[Dataset records]
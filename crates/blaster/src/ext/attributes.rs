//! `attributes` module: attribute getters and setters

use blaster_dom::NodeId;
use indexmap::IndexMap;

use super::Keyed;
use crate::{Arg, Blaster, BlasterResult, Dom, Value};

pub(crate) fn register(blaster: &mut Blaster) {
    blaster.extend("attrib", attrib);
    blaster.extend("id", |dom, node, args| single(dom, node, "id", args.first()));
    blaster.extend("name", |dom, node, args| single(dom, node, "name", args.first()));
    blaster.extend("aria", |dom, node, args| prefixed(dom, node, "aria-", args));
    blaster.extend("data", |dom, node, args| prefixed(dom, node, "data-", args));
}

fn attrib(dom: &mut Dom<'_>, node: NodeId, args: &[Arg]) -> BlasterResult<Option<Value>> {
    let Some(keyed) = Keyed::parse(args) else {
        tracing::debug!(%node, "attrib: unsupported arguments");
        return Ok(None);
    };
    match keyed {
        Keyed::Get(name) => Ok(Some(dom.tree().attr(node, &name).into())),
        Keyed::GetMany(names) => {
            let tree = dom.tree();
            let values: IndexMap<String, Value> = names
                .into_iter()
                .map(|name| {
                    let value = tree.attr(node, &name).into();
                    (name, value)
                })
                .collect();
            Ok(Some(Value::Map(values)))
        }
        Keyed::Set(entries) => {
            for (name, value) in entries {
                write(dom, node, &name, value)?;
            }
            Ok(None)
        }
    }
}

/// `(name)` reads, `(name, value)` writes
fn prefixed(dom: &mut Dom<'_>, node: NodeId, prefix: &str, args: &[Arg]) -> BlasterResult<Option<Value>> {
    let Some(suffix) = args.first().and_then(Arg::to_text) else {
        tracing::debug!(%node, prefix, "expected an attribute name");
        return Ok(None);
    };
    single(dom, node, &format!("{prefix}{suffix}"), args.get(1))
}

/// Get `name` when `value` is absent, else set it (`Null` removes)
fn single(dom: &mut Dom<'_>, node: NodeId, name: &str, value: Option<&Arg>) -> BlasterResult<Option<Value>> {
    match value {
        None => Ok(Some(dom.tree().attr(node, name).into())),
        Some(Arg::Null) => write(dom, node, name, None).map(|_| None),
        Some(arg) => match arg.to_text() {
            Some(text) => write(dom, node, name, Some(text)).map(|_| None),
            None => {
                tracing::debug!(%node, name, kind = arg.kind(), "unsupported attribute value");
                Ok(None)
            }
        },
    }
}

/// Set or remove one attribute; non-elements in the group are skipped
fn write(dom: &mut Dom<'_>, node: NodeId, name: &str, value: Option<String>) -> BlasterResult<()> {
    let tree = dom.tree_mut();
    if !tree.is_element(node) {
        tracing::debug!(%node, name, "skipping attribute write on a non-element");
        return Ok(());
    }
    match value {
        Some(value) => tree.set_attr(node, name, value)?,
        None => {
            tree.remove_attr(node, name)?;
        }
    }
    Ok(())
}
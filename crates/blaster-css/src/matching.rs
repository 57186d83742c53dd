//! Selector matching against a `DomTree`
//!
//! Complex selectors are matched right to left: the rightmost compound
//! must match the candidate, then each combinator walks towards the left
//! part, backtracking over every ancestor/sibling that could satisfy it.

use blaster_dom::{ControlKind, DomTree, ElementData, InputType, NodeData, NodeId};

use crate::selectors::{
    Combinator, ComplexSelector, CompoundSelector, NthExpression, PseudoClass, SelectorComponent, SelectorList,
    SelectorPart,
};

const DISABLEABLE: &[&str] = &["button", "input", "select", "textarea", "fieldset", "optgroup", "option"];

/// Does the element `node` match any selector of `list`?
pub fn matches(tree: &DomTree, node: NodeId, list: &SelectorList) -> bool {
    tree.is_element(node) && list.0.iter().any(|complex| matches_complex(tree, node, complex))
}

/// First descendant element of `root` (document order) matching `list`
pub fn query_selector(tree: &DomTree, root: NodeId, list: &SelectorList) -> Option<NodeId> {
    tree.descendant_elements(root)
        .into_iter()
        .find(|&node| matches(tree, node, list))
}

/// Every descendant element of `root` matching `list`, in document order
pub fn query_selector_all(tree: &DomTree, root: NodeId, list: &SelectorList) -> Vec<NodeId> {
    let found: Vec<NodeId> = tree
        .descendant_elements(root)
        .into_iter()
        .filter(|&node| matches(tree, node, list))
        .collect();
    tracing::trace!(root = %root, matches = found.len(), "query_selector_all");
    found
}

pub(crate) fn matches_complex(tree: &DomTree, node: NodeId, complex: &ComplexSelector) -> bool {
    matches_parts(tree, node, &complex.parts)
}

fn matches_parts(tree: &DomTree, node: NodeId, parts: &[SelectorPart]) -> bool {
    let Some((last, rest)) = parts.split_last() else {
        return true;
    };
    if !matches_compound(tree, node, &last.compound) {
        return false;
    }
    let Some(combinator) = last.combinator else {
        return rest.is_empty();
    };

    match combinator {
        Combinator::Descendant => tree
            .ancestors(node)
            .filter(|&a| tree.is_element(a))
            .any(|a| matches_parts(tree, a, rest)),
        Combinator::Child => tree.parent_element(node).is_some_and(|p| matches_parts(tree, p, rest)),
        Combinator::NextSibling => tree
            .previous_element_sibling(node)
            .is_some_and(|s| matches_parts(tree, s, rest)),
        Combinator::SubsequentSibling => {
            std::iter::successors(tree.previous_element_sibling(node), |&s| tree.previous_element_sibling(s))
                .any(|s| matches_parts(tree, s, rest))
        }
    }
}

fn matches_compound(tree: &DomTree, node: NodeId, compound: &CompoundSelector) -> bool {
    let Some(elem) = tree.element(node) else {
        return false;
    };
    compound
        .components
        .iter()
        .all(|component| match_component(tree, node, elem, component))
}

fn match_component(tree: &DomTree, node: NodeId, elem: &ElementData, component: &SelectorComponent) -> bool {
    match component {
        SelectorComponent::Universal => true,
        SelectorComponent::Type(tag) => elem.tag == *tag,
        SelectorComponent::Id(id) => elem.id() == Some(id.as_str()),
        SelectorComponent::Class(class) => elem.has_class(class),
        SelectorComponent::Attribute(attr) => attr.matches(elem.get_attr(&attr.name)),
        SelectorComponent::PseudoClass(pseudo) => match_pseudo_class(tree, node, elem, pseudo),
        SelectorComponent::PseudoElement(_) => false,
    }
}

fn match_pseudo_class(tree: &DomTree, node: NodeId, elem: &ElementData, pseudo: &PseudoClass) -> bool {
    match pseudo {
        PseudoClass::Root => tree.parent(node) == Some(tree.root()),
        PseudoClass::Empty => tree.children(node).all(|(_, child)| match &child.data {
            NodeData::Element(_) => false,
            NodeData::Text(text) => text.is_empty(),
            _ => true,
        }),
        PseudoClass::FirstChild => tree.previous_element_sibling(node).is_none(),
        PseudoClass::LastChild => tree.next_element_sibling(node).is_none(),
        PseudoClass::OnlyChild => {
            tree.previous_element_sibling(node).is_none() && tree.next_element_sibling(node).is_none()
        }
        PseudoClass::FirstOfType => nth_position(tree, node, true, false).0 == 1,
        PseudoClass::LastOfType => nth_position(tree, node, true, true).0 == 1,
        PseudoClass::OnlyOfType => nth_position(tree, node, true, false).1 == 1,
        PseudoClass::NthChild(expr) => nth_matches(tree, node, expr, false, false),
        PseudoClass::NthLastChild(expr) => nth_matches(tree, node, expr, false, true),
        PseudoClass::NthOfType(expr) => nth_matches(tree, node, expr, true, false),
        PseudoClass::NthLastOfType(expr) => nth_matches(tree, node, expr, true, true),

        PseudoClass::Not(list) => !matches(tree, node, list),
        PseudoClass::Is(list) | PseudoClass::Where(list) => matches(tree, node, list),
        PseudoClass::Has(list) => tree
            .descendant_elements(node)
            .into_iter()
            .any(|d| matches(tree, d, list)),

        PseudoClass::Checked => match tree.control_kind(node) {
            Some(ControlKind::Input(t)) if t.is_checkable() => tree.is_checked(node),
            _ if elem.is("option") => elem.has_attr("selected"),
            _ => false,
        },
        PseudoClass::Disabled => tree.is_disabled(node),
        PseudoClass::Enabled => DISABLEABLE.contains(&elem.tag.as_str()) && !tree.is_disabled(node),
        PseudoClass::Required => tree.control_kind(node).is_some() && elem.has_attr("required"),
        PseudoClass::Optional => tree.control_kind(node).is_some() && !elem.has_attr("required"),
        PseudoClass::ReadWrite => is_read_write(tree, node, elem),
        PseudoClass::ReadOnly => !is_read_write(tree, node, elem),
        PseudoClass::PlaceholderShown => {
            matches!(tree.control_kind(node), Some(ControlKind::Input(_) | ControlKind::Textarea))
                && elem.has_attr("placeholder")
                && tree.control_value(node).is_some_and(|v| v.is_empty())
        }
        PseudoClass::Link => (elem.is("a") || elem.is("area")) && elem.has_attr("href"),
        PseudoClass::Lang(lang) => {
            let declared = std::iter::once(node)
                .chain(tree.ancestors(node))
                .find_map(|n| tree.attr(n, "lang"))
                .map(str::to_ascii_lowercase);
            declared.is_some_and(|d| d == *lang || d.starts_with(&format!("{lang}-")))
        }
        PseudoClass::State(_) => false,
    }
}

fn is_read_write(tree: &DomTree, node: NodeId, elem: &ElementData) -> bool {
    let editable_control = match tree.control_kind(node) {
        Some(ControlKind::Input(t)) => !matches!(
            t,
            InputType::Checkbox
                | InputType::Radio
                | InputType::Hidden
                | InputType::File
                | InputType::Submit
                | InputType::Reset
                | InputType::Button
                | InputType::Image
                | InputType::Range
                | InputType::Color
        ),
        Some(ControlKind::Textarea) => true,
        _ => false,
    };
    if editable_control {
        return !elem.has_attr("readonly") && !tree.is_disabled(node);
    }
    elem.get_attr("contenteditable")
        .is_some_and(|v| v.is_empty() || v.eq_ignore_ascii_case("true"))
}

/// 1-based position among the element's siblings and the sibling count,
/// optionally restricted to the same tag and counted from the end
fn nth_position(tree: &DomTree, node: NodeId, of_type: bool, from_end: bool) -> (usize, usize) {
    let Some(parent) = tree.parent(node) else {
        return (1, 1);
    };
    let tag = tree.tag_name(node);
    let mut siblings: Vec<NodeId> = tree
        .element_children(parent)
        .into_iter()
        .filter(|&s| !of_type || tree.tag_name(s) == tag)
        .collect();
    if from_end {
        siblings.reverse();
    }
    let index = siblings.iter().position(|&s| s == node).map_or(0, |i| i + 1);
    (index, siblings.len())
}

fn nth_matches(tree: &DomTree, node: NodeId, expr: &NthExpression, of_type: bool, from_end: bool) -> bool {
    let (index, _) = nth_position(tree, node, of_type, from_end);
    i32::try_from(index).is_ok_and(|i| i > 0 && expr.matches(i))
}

→ Exercise goal: The count of lines above that include the string "document" is the sole expected answer.

→ Response to the exercise: 2